BEGIN Given records

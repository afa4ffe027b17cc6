//! Session code generation and parsing
//!
//! Participants join a live session by typing its code, so codes are short
//! six-digit decimal numbers. Drawing a code is random; uniqueness against
//! the currently hosted sessions is enforced by the
//! [`SessionRegistry`](crate::registry::SessionRegistry).

use std::{fmt::Display, num::ParseIntError, str::FromStr};

use serde::{Deserialize, Deserializer, Serialize};
use thiserror::Error;

use crate::constants::code::{MAX_VALUE, MIN_VALUE};

/// A short, human-enterable identifier for a hosted session
#[derive(Debug, Clone, Copy, PartialEq, Eq, PartialOrd, Ord, Hash)]
pub struct SessionCode(u32);

/// Errors produced when parsing a session code
#[derive(Error, Debug, Clone, PartialEq, Eq)]
pub enum Error {
    /// The code is not a decimal number
    #[error("session code is not a number: {0}")]
    Malformed(#[from] ParseIntError),
    /// The code is a number but not a six-digit one
    #[error("session code must have six digits")]
    OutOfRange,
}

impl SessionCode {
    /// Draws a new random code
    ///
    /// The result is not guaranteed to be unused; callers that need
    /// uniqueness must check against the active sessions.
    pub fn random() -> Self {
        Self(fastrand::u32(MIN_VALUE..MAX_VALUE))
    }
}

impl Display for SessionCode {
    fn fmt(&self, f: &mut std::fmt::Formatter<'_>) -> std::fmt::Result {
        write!(f, "{:06}", self.0)
    }
}

impl FromStr for SessionCode {
    type Err = Error;

    /// Parses a code from its six-digit representation
    ///
    /// Surrounding whitespace is ignored since codes are usually typed by hand.
    ///
    /// # Errors
    ///
    /// Returns [`Error::Malformed`] for non-numeric input and
    /// [`Error::OutOfRange`] for numbers outside the code space.
    fn from_str(s: &str) -> Result<Self, Self::Err> {
        let value = s.trim().parse::<u32>()?;
        if (MIN_VALUE..MAX_VALUE).contains(&value) {
            Ok(Self(value))
        } else {
            Err(Error::OutOfRange)
        }
    }
}

impl TryFrom<u32> for SessionCode {
    type Error = Error;

    fn try_from(value: u32) -> Result<Self, Self::Error> {
        if (MIN_VALUE..MAX_VALUE).contains(&value) {
            Ok(Self(value))
        } else {
            Err(Error::OutOfRange)
        }
    }
}

impl Serialize for SessionCode {
    /// Serializes the code as its six-digit string
    fn serialize<S>(&self, serializer: S) -> Result<S::Ok, S::Error>
    where
        S: serde::Serializer,
    {
        serializer.serialize_str(&self.to_string())
    }
}

impl<'de> Deserialize<'de> for SessionCode {
    fn deserialize<D>(deserializer: D) -> Result<SessionCode, D::Error>
    where
        D: Deserializer<'de>,
    {
        let s = String::deserialize(deserializer)?;
        SessionCode::from_str(&s).map_err(|e| serde::de::Error::custom(e.to_string()))
    }
}

#[cfg(test)]
mod tests {
    use super::*;

    #[test]
    fn test_random_code_in_range() {
        for _ in 0..100 {
            let code = SessionCode::random();
            assert!(code.0 >= MIN_VALUE);
            assert!(code.0 < MAX_VALUE);
        }
    }

    #[test]
    fn test_display_is_six_digits() {
        assert_eq!(SessionCode(MIN_VALUE).to_string(), "100000");
        assert_eq!(SessionCode(MAX_VALUE - 1).to_string(), "999999");
        assert_eq!(SessionCode(482_913).to_string(), "482913");
    }

    #[test]
    fn test_from_str() {
        assert_eq!(
            SessionCode::from_str("482913").unwrap(),
            SessionCode(482_913)
        );
        assert_eq!(
            SessionCode::from_str(" 100000 ").unwrap(),
            SessionCode(100_000)
        );
    }

    #[test]
    fn test_from_str_invalid() {
        assert!(matches!(
            SessionCode::from_str("abc"),
            Err(Error::Malformed(_))
        ));
        assert!(matches!(SessionCode::from_str(""), Err(Error::Malformed(_))));
        assert_eq!(SessionCode::from_str("99999"), Err(Error::OutOfRange));
        assert_eq!(SessionCode::from_str("1000000"), Err(Error::OutOfRange));
    }

    #[test]
    fn test_try_from_u32() {
        assert_eq!(SessionCode::try_from(123_456), Ok(SessionCode(123_456)));
        assert_eq!(SessionCode::try_from(42), Err(Error::OutOfRange));
    }

    #[test]
    fn test_serialization() {
        let code = SessionCode(123_456);
        let serialized = serde_json::to_string(&code).unwrap();
        assert_eq!(serialized, "\"123456\"");

        let deserialized: SessionCode = serde_json::from_str(&serialized).unwrap();
        assert_eq!(deserialized, code);
    }

    #[test]
    fn test_deserialization_rejects_numbers_and_short_codes() {
        assert!(serde_json::from_str::<SessionCode>("123456").is_err());
        assert!(serde_json::from_str::<SessionCode>("\"12\"").is_err());
    }
}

END Given records

* **Problem to solve**
Whenever a line in the entries holds the word "sessions", copy that line.

* **Reply**
//! the currently hosted sessions is enforced by the
    /// uniqueness must check against the active sessions.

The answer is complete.